:: The problem ::
Find the word "ShardDoc" in the data, then copy each line where it is found.

:: Records provided ::
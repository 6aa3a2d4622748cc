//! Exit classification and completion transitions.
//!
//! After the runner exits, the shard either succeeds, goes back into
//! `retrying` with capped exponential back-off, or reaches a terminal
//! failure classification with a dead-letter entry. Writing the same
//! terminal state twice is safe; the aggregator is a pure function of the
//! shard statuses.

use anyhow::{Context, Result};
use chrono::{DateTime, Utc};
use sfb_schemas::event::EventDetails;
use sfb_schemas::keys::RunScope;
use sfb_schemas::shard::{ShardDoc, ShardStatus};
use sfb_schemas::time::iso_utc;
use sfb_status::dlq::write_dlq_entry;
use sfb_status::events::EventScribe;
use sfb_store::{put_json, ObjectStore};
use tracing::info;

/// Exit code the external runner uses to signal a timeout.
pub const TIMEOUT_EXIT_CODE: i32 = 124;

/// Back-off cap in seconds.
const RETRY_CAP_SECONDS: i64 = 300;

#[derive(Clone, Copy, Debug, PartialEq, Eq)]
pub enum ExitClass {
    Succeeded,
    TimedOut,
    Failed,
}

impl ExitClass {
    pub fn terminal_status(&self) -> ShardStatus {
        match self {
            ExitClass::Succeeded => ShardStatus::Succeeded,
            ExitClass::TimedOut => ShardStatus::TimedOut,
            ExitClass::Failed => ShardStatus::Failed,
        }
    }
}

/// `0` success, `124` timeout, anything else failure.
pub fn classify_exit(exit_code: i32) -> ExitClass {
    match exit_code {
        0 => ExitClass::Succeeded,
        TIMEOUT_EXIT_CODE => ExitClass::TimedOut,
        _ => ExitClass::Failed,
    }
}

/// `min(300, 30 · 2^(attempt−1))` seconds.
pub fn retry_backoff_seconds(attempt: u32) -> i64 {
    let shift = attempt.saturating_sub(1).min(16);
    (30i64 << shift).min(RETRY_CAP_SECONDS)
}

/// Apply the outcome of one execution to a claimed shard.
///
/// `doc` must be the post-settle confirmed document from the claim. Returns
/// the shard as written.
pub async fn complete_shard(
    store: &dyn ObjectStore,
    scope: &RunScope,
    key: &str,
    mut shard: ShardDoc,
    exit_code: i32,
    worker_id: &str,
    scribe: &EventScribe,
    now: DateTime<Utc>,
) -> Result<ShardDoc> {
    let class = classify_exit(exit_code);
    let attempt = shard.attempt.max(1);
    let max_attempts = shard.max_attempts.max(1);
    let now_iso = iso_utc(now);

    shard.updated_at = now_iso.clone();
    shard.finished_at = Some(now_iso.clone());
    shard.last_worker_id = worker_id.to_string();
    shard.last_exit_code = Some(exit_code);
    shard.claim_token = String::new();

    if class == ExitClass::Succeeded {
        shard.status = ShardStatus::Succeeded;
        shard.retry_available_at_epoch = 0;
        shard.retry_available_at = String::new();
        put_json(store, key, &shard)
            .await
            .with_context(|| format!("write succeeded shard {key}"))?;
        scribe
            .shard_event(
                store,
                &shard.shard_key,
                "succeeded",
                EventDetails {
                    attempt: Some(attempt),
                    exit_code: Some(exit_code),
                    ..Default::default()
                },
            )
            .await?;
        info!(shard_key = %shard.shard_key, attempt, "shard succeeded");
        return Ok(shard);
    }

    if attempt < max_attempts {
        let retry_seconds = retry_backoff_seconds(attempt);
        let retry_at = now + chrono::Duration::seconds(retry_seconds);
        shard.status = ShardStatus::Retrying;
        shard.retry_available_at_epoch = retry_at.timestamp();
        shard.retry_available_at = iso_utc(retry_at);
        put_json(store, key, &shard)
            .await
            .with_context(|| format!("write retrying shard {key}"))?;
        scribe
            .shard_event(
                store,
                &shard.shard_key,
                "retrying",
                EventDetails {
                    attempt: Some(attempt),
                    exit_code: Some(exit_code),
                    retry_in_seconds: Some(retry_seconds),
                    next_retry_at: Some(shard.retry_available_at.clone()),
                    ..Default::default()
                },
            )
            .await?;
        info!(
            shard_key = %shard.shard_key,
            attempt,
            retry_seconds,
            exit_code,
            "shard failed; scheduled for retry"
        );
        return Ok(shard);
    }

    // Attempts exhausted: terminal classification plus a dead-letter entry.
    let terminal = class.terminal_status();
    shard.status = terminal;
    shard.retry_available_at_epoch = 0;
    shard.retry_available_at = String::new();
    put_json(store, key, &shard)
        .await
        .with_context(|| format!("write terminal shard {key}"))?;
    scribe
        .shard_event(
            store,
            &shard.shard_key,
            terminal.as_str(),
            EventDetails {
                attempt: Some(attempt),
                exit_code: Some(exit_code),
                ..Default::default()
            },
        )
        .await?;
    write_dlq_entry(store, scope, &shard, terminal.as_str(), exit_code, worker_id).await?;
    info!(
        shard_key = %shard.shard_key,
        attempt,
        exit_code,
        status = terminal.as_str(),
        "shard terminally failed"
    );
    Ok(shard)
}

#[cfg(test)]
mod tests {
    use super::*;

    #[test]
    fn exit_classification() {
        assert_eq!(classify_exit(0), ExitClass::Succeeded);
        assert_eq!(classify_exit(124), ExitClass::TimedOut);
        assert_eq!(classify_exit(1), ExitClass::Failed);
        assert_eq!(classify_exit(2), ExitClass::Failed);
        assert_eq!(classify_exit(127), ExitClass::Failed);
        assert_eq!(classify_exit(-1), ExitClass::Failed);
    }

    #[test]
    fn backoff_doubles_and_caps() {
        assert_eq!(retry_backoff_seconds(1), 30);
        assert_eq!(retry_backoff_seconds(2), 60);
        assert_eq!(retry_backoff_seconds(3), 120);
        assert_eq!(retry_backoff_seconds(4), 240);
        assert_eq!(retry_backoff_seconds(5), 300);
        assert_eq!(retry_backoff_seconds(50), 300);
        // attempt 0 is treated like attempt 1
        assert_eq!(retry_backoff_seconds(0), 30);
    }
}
* * *
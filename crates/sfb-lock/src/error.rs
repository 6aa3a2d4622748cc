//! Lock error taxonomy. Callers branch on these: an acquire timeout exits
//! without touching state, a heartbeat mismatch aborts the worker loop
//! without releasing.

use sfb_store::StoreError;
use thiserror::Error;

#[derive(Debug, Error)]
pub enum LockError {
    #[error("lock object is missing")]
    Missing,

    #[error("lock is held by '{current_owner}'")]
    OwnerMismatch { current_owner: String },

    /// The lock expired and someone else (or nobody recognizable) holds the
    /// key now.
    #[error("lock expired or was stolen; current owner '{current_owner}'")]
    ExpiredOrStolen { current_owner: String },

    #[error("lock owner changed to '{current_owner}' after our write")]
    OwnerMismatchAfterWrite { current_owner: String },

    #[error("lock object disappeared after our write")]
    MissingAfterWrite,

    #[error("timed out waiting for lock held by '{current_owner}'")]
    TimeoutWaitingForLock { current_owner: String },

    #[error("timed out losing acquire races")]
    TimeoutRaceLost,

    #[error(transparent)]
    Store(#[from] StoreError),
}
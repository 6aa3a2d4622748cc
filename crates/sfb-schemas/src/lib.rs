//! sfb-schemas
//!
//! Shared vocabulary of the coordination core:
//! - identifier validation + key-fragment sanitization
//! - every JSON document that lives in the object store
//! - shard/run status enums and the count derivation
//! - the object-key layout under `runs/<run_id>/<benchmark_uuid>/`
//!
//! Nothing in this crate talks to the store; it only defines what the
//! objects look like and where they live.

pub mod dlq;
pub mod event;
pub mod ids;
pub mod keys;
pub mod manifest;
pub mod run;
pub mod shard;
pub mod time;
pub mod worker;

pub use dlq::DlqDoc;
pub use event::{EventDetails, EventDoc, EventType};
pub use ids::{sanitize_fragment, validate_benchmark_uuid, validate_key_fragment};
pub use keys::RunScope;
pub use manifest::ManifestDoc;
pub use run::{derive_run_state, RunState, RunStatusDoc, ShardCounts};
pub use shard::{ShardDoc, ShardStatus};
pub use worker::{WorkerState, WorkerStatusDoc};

:: Answer for the task ::
use sfb_schemas::shard::{ShardDoc, ShardStatus};
    mut shard: ShardDoc,
) -> Result<ShardDoc> {
pub use shard::{ShardDoc, ShardStatus};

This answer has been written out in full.